[Collected data]
■ ■ ■ ■

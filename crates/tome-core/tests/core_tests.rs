#[cfg(test)]
mod tests {
    use std::collections::BTreeSet;
    use tome_core::*;

    // ── Error tests ────────────────────────────────────────────

    #[test]
    fn test_not_found_grouping() {
        assert!(TomeError::BundleNotFound("x".into()).is_not_found());
        assert!(TomeError::BundleNotActive("x".into()).is_not_found());
        assert!(
            TomeError::TopicNotFound {
                bundle: "build".into(),
                topic: "nix".into()
            }
            .is_not_found()
        );
        assert!(!TomeError::DuplicateBundle("x".into()).is_not_found());
        assert!(!TomeError::Config("bad".into()).is_not_found());
    }

    #[test]
    fn test_error_display() {
        let err = TomeError::TopicNotFound {
            bundle: "build".into(),
            topic: "nix-expressions".into(),
        };
        assert_eq!(err.to_string(), "topic not found: build/nix-expressions");

        let err = TomeError::definition("/skills/a/SKILL.md", "missing name");
        assert_eq!(
            err.to_string(),
            "invalid skill definition /skills/a/SKILL.md: missing name"
        );

        let err = TomeError::OrphanDetail {
            bundle: "build".into(),
            topic: "layers".into(),
        };
        assert!(err.to_string().contains("build/layers"));
    }

    #[test]
    fn test_io_error_converts() {
        fn read() -> Result<String> {
            Ok(std::fs::read_to_string("/definitely/not/here/tome.toml")?)
        }
        assert!(matches!(read(), Err(TomeError::Io(_))));
    }

    // ── Type tests ─────────────────────────────────────────────

    #[test]
    fn test_detail_key_ordering() {
        let mut keys = BTreeSet::new();
        keys.insert(DetailKey::new("sharing", "publish"));
        keys.insert(DetailKey::new("build", "layers"));
        keys.insert(DetailKey::new("build", "flakes"));
        let ordered: Vec<String> = keys.iter().map(|k| k.to_string()).collect();
        assert_eq!(ordered, vec!["build/flakes", "build/layers", "sharing/publish"]);
    }

    #[test]
    fn test_material_kind_serde() {
        let json = serde_json::to_string(&MaterialKind::Summary).unwrap();
        assert_eq!(json, "\"summary\"");
        let restored: MaterialKind = serde_json::from_str("\"detail\"").unwrap();
        assert_eq!(restored, MaterialKind::Detail);
    }
}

■ ■ ■ ■

# Exercise prompt:
The response must contain exactly the lines from the one with "let err = TomeError::OrphanDetail" to the end of the entries above, both included, and nothing more.

# Result:
        let err = TomeError::OrphanDetail {
            bundle: "build".into(),
            topic: "layers".into(),
        };
        assert!(err.to_string().contains("build/layers"));
    }

    #[test]
    fn test_io_error_converts() {
        fn read() -> Result<String> {
            Ok(std::fs::read_to_string("/definitely/not/here/tome.toml")?)
        }
        assert!(matches!(read(), Err(TomeError::Io(_))));
    }

    // ── Type tests ─────────────────────────────────────────────

    #[test]
    fn test_detail_key_ordering() {
        let mut keys = BTreeSet::new();
        keys.insert(DetailKey::new("sharing", "publish"));
        keys.insert(DetailKey::new("build", "layers"));
        keys.insert(DetailKey::new("build", "flakes"));
        let ordered: Vec<String> = keys.iter().map(|k| k.to_string()).collect();
        assert_eq!(ordered, vec!["build/flakes", "build/layers", "sharing/publish"]);
    }

    #[test]
    fn test_material_kind_serde() {
        let json = serde_json::to_string(&MaterialKind::Summary).unwrap();
        assert_eq!(json, "\"summary\"");
        let restored: MaterialKind = serde_json::from_str("\"detail\"").unwrap();
        assert_eq!(restored, MaterialKind::Detail);
    }
}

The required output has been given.